**Assignment:**
Copy out all lines in the material below that contain the string "BalancerConfig".

**Task input:**
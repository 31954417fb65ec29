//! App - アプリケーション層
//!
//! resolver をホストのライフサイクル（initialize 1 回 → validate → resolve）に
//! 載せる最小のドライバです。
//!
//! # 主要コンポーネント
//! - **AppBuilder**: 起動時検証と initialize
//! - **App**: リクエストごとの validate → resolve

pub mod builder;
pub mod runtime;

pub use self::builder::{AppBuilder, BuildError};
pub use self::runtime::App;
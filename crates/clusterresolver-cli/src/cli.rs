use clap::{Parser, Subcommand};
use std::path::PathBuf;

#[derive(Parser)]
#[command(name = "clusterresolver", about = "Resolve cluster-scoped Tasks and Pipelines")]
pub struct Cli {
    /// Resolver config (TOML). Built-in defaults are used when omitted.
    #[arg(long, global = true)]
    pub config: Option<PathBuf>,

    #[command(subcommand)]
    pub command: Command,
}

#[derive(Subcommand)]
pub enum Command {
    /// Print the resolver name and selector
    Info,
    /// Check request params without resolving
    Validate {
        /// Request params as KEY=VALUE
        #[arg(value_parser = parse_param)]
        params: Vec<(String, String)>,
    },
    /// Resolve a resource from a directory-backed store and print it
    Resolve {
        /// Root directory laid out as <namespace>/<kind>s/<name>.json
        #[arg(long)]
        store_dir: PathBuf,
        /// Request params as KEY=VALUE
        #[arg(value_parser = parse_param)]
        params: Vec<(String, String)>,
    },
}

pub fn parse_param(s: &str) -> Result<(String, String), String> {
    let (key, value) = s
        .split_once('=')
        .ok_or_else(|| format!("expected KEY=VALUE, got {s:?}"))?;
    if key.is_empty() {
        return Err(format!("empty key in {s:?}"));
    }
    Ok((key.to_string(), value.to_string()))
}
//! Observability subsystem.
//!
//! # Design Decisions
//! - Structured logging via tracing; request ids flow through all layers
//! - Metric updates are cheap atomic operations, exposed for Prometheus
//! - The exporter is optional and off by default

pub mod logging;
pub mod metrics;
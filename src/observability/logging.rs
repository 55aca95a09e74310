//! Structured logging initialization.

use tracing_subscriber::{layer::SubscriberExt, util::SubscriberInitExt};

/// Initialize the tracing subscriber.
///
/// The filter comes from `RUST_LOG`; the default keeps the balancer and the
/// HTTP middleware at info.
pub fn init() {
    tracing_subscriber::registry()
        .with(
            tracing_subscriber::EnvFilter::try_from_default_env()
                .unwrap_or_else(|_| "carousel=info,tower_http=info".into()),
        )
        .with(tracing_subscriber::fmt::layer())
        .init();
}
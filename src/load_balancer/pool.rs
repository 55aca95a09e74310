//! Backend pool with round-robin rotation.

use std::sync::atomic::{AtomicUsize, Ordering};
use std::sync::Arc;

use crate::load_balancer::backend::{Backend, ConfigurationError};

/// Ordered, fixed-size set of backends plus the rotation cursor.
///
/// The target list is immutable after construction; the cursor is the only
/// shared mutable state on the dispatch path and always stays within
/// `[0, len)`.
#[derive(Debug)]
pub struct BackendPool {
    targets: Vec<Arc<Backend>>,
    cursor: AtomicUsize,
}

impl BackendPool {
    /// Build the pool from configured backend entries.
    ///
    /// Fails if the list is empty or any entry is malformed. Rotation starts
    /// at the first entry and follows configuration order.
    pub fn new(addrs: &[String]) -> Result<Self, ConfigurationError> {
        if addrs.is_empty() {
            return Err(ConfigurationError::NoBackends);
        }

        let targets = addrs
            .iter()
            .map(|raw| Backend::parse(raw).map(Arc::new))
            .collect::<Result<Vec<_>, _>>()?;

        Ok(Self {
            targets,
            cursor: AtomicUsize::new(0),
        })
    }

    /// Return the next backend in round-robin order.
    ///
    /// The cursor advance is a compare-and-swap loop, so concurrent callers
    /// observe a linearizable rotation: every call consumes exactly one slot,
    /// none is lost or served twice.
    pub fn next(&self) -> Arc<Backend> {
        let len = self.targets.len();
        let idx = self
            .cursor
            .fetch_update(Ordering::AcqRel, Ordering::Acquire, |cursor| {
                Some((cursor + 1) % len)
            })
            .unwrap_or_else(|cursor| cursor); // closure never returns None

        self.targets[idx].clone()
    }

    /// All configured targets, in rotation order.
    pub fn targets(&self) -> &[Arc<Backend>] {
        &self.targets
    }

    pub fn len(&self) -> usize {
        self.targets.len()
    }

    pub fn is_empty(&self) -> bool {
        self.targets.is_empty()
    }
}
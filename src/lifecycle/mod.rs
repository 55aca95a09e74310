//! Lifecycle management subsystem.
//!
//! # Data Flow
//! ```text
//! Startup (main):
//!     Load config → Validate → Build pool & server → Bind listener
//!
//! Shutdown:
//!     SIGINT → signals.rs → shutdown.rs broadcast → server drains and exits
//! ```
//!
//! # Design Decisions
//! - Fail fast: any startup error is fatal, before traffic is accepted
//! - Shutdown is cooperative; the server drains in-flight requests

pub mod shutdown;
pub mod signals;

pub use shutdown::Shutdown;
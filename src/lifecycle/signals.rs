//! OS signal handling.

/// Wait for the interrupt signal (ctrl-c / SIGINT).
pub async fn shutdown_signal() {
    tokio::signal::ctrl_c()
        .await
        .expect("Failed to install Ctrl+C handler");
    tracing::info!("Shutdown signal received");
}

...

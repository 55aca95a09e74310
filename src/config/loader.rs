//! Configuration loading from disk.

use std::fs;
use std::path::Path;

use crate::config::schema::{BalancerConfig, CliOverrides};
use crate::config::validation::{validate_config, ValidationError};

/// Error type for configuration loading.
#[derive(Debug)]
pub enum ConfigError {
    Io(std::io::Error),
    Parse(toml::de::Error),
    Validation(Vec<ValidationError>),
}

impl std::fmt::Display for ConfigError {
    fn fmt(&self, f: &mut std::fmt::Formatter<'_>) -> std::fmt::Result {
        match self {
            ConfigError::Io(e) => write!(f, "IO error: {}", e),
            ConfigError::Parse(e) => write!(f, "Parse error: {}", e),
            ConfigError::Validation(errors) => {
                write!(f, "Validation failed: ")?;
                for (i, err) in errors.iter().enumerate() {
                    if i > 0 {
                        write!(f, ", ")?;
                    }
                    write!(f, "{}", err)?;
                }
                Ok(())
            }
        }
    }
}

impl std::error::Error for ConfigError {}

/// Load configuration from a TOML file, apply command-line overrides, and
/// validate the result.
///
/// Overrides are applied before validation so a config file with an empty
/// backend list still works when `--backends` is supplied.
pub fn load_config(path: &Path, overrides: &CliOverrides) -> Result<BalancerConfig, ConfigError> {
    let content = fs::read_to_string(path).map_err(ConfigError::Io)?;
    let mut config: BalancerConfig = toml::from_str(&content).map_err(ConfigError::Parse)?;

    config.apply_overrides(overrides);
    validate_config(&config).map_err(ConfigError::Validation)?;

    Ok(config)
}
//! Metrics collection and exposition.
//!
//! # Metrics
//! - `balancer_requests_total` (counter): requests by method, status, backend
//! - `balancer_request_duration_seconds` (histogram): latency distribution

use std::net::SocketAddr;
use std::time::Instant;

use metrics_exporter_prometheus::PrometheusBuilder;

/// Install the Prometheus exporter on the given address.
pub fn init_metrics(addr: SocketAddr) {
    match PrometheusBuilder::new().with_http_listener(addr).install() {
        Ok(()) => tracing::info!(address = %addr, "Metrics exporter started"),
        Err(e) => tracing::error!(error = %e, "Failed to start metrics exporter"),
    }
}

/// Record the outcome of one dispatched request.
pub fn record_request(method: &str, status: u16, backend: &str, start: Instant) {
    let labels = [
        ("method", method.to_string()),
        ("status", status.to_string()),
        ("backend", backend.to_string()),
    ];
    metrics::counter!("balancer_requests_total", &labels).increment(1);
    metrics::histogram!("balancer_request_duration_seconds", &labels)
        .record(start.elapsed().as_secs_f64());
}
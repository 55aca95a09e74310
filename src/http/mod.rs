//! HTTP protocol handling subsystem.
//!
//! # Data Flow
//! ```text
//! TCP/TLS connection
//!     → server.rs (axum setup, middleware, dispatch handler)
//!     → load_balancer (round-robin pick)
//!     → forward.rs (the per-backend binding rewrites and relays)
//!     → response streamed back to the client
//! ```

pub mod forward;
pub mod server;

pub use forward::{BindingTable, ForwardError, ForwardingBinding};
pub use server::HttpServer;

**Exercise response:**
use crate::config::schema::{BalancerConfig, CliOverrides};
pub fn load_config(path: &Path, overrides: &CliOverrides) -> Result<BalancerConfig, ConfigError> {
    let mut config: BalancerConfig = toml::from_str(&content).map_err(ConfigError::Parse)?;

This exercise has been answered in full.